En fait, ce n’est pas tant cette confirmation d’éligibilité d’une invention logicielle par la cour Fédérale qui a piqué mon intérêt. Cela, en soi, c’est de l’histoire assez ancienne. C’est plutôt l’intervention de l’Institut de la propriété intellectuelle du Canada (IPIC), et plus spécifiquement le fait que la cour fédérale ait confirmé le test d’éligibilité proposé par cette première.
Je m’explique :
La cour fédérale avait déjà jugé, il y a plus de 10 ans, dans l’affaire [Canada] v. Amazon.com Inc. que le procédé d’achat en un seul clic, réalisé par ordinateur (donc logiciel), était éligible au brevet. Ce jugement renversait une décision émise d’abord par un examinateur en brevet, puis par la Commission d’appel des brevets, un organe de l’Office de la propriété intellectuelle du Canada (OPIC).
Or, suivant la décision de la cour fédérale dans l’affaire Amazon, l’OPIC avait établi des lignes directrices à l’intention de ses examinateurs en brevets qui n’ont pas fait l’unanimité au sein de la communauté de la propriété intellectuelle canadienne.
Plus récemment, dans un jugement rendu en janvier 2021 dans l’affaire Yves Choueifaty v. Attorney General of Canada, la cour fédérale avait eu l’opportunité de revisiter la question d’éligibilité. Le dossier visait une invention d’Yves Choueifaty concernant un logiciel permettant de générer un portefeuille d’investissement diversifié. La décision confirmait que cette invention logicielle, aussi, était éligible au brevet. La cour fédérale indiquait au passage que les lignes directrices utilisées par l’OPIC pour arriver à une décision d’inéligibilité étaient erronées.
La communauté de la propriété intellectuelle canadienne fut excitée par ce jugement qui donnait l’espoir que les lignes directrices seraient revues de façon à être plus généreuses envers les demandes de brevet ciblant les logiciels.
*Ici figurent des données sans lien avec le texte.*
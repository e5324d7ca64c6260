mod palette;
mod utils;

pub use palette::{PARTY_COLORS, Palette16, color_from_palette};
use smart_leds::{RGB8, hsv::Hsv as HSV};
pub use utils::{
    RAINBOW, add_colors, blend_colors, fade_to_black_by, fill_rainbow, hsv, hsv2rgb, is_rainbow,
    max_colors, rgb_from_u32, rgb_to_u32, scale_color,
};

pub type Rgb = RGB8;
pub type Hsv = HSV;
Or, la révision des lignes directrices qui a suivi la décision Choueifaty laissa plusieurs intervenants en propriété intellectuelle sur leur appétit.
Au cœur de la déception se trouvait une partie des lignes directrices, identifiées par l’appellation “approche problème-solution”. En effet, les examinateurs, responsables à l’OPIC de faire une détermination de l’éligibilité, avaient tendance à se référer à l’approche problème-solution. Par cette approche, les examinateurs arrivaient à une conclusion que l’ordinateur matériel n’était pas un élément essentiel de l’invention revendiquée. Par conséquent, cette dernière est une idée abstraite, dissociée d’une réalisation matérielle. Les idées abstraites étant situées à l’extérieur de la définition d’invention associée à l’article 2 de la Loi sur les brevets, l’invention devenait, du coup, non-“éligible“.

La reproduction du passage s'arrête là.